Taxes will account for nearly one-third of Chicago soda prices
A new tax on sugary drinks designed to generate revenue for cash-strapped Cook County will be the third burdensome tax applied to soda prices in Chicago, making a $4 12-pack of soda in the city cost $5.97.
Beginning July 1, residents of Cook County may notice their grocery bills growing as a penny-per-ounce tax on artificially sweetened beverages takes effect.
The new tax will be added on top of Chicago’s highest in the nation sales tax of 10.25 percent and the city’s 3 percent tax on non-alcoholic beverages. With the new sugary beverage tax, soda in Chicago will be some of the most expensive in the nation as a $4 12-pack of soda will cost $5.97, an effective tax rate of nearly 50 percent.
The new tax on sugary beverages will also affect fountain drinks, energy drinks, tea, coffee, diet soda and juices that aren’t 100 percent fruit or vegetable juice.
The Illinois Retail Merchants Association filed a lawsuit against Cook County June 27 in an effort to stop the penny-per-ounce tax on sugary beverages. Retailers filed to halt the tax, claiming that the tax is unconstitutionally vague and not uniform in what it taxes. A statement released from the Illinois Retail Merchants Association claims that the Sweetened Beverage Tax creates illegal and unsubstantial classifications of beverages, such as differentiating a bottled Frappuccino sold in a convenience store, which would be taxable, from a Frappuccino prepared in a coffee shop, which would not be subject to the tax.
Some 200 store owners and shopkeepers met outside the Thompson Center June 27 to protest the new tax on sugary beverages.

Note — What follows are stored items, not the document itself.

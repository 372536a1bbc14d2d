//! Market-competition advice on top of a crop recommendation
//!
//! Given the crops the model recommended, asks the language model which one
//! is most profitable once neighbouring farms' plantings (market saturation)
//! and current per-hectare earnings are taken into account.

use crate::config::AgriConfig;
use crate::error::AgriResult;
use crate::llm::{ChatTurn, LanguageModel, LlmPrompt};
use crate::reference::{read_crop_prices, read_village_crops};
use std::path::PathBuf;
use std::sync::Arc;
use tracing::info;

const ANALYSIS_TEMPERATURE: f32 = 0.7;
const ANALYSIS_MAX_TOKENS: u32 = 150;

/// Prompt asking for one crop and a two-line justification
pub fn competition_prompt(
    surrounding_crops: &str,
    price_trends: &str,
    recommended_crops: &str,
) -> String {
    format!(
        "You are the Krishi AI Sahayak, a helpful agricultural expert who helps farmers decide what to plant.\n\
         Keep in mind that even a crop with high expected revenue may not earn it if many nearby farmers plant it too, \
         because the market will be saturated.\n\
         \n\
         Farmers around the user have chosen to plant the following crops:\n\
         {surrounding_crops}\n\
         \n\
         Current market earnings for various crops:\n\
         {price_trends}\n\
         \n\
         The farmer has been recommended the following crops:\n\
         {recommended_crops}\n\
         \n\
         Based on this information, choose the crop that would be most profitable for the farmer and tell them.\n\
         Only return the recommended crop name and a 2 line explanation."
    )
}

#[derive(Clone)]
pub struct CompetitionAnalyzer {
    llm: Arc<dyn LanguageModel>,
    neighbours_csv: PathBuf,
    crop_prices_csv: PathBuf,
}

impl CompetitionAnalyzer {
    pub fn new(
        llm: Arc<dyn LanguageModel>,
        neighbours_csv: impl Into<PathBuf>,
        crop_prices_csv: impl Into<PathBuf>,
    ) -> Self {
        Self {
            llm,
            neighbours_csv: neighbours_csv.into(),
            crop_prices_csv: crop_prices_csv.into(),
        }
    }

    pub fn from_config(llm: Arc<dyn LanguageModel>, config: &AgriConfig) -> Self {
        Self::new(
            llm,
            config.neighbours_csv.clone(),
            config.crop_prices_csv.clone(),
        )
    }

    /// Pick the most profitable of `recommended_crops`
    ///
    /// Reference tables are re-read on every call so edited CSVs take effect
    /// without a restart.
    pub async fn analyze(&self, recommended_crops: &[String]) -> AgriResult<String> {
        let village = read_village_crops(&self.neighbours_csv);
        let prices = read_crop_prices(&self.crop_prices_csv);

        let prompt = LlmPrompt {
            system: None,
            turns: vec![ChatTurn::user(competition_prompt(
                &village.summary,
                &prices.summary,
                &recommended_crops.join(", "),
            ))],
            temperature: ANALYSIS_TEMPERATURE,
            max_output_tokens: Some(ANALYSIS_MAX_TOKENS),
        };

        let analysis = self.llm.complete(&prompt).await?;
        info!(crops = recommended_crops.len(), llm = self.llm.name(), "competition analysis done");
        Ok(analysis)
    }
}

impl std::fmt::Debug for CompetitionAnalyzer {
    fn fmt(&self, f: &mut std::fmt::Formatter<'_>) -> std::fmt::Result {
        f.debug_struct("CompetitionAnalyzer")
            .field("llm", &self.llm.name())
            .field("neighbours_csv", &self.neighbours_csv)
            .field("crop_prices_csv", &self.crop_prices_csv)
            .finish()
    }
}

In Illinois, as cigarette taxes have increased, total tax revenue collected from cigarette taxes has decreased as an estimated 1 in 5 cigarettes in Illinois are smuggled across state and county lines to avoid paying Illinois’ lofty excise taxes. Much like cigarette taxes, it’s possible a soda tax will drive Illinoisans to cross state and county lines to buy their soda where it’s taxed less. If past trends hold true, it’s possible the new taxes on sugary beverages will drive business out of Illinois and Cook County rather than generate revenue.

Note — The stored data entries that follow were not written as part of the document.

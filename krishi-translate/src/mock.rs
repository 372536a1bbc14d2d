//! Mock translation provider for testing
//!
//! Deterministic, network-free provider used to exercise the fallback chain
//! and the batch coordinator, and by the CLI's `--mock` flag.
//!
//! # Example
//!
//! ```
//! use krishi_translate::{MockMode, MockTranslator, TranslationProvider};
//!
//! let mock = MockTranslator::named("A", MockMode::Suffix);
//! assert_eq!(mock.name(), "A");
//! assert_eq!(mock.call_count(), 0);
//! ```

use crate::error::{TranslateError, TranslateResult};
use crate::language::CodeScheme;
use crate::provider::TranslationProvider;
use async_trait::async_trait;
use std::collections::{HashMap, HashSet};
use std::sync::Arc;
use std::sync::atomic::{AtomicUsize, Ordering};
use std::time::Duration;

/// Mock translation modes for testing different scenarios
#[derive(Debug, Clone)]
pub enum MockMode {
    /// Append target code: "hello" → "hello_hi"
    Suffix,

    /// (text, target_code) → translation; unknown pairs fall back to `Suffix`
    Mappings(HashMap<(String, String), String>),

    /// Fail for the listed texts, `Suffix` for everything else
    FailFor(HashSet<String>),

    /// Every call fails with a transport-style error
    Error(String),

    /// Every call "succeeds" with an empty string
    Empty,

    /// Every call panics with the given message
    Panic(String),

    /// Return input unchanged
    NoOp,
}

/// Mock provider with a shared call counter
#[derive(Debug, Clone)]
pub struct MockTranslator {
    name: String,
    mode: MockMode,
    scheme: CodeScheme,
    /// Simulated network delay
    delay: Duration,
    calls: Arc<AtomicUsize>,
}

impl MockTranslator {
    pub fn new(mode: MockMode) -> Self {
        Self::named("mock", mode)
    }

    /// Create a mock reporting `name` as its provenance
    pub fn named(name: impl Into<String>, mode: MockMode) -> Self {
        Self {
            name: name.into(),
            mode,
            scheme: CodeScheme::Iso639,
            delay: Duration::ZERO,
            calls: Arc::new(AtomicUsize::new(0)),
        }
    }

    /// Sleep for `delay` before answering each call
    pub fn with_delay(mut self, delay: Duration) -> Self {
        self.delay = delay;
        self
    }

    pub fn with_code_scheme(mut self, scheme: CodeScheme) -> Self {
        self.scheme = scheme;
        self
    }

    /// Number of `translate` calls so far, shared across clones
    pub fn call_count(&self) -> usize {
        self.calls.load(Ordering::SeqCst)
    }

    fn apply_translation(&self, text: &str, target: &str) -> TranslateResult<String> {
        match &self.mode {
            MockMode::Suffix => Ok(format!("{text}_{target}")),
            MockMode::Mappings(map) => Ok(map
                .get(&(text.to_string(), target.to_string()))
                .cloned()
                .unwrap_or_else(|| format!("{text}_{target}"))),
            MockMode::FailFor(texts) if texts.contains(text) => {
                Err(TranslateError::Api {
                    status: 503,
                    message: format!("{} refused {text:?}", self.name),
                })
            }
            MockMode::FailFor(_) => Ok(format!("{text}_{target}")),
            MockMode::Error(msg) => Err(TranslateError::Api {
                status: 500,
                message: msg.clone(),
            }),
            MockMode::Empty => Err(TranslateError::EmptyTranslation),
            MockMode::Panic(msg) => panic!("{msg}"),
            MockMode::NoOp => Ok(text.to_string()),
        }
    }
}

#[async_trait]
impl TranslationProvider for MockTranslator {
    async fn translate(
        &self,
        text: &str,
        _source_code: &str,
        target_code: &str,
    ) -> TranslateResult<String> {
        self.calls.fetch_add(1, Ordering::SeqCst);

        if !self.delay.is_zero() {
            tokio::time::sleep(self.delay).await;
        }

        self.apply_translation(text, target_code)
    }

    fn name(&self) -> &str {
        &self.name
    }

    fn code_scheme(&self) -> CodeScheme {
        self.scheme
    }
}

A tax on soda does little to fix the underlying structural reforms the county and state need. Raising taxes on soda will only further increase Illinoisans’ total tax burden. And both Democrats and Republicans alike have proposed plans to raise additional taxes by more than $5 billion, which would increase the average Illinois household’s tax burden by more than $1,125 each year. But Illinoisans have expressed that they don’t want a budget that hikes taxes.
Nearly two-thirds of likely Illinois voters don’t want an income tax hike as part of the state budget, according to polling conducted by Fabrizio, Lee & Associates and commissioned by the Illinois Policy Institute. More than three-quarters of respondents oppose hiking sales taxes. And nearly 80 percent agree “Illinois state lawmakers should pass major structural reforms before passing any tax increase.”
The Illinois Policy Institute has introduced a budget proposal that offers real reform without raising taxes. This kind of reform-minded, no-tax-hike proposal is in line with what Illinoisans want. Lawmakers should use that as a framework rather than increasing taxes on poor Illinoisans via a soda tax.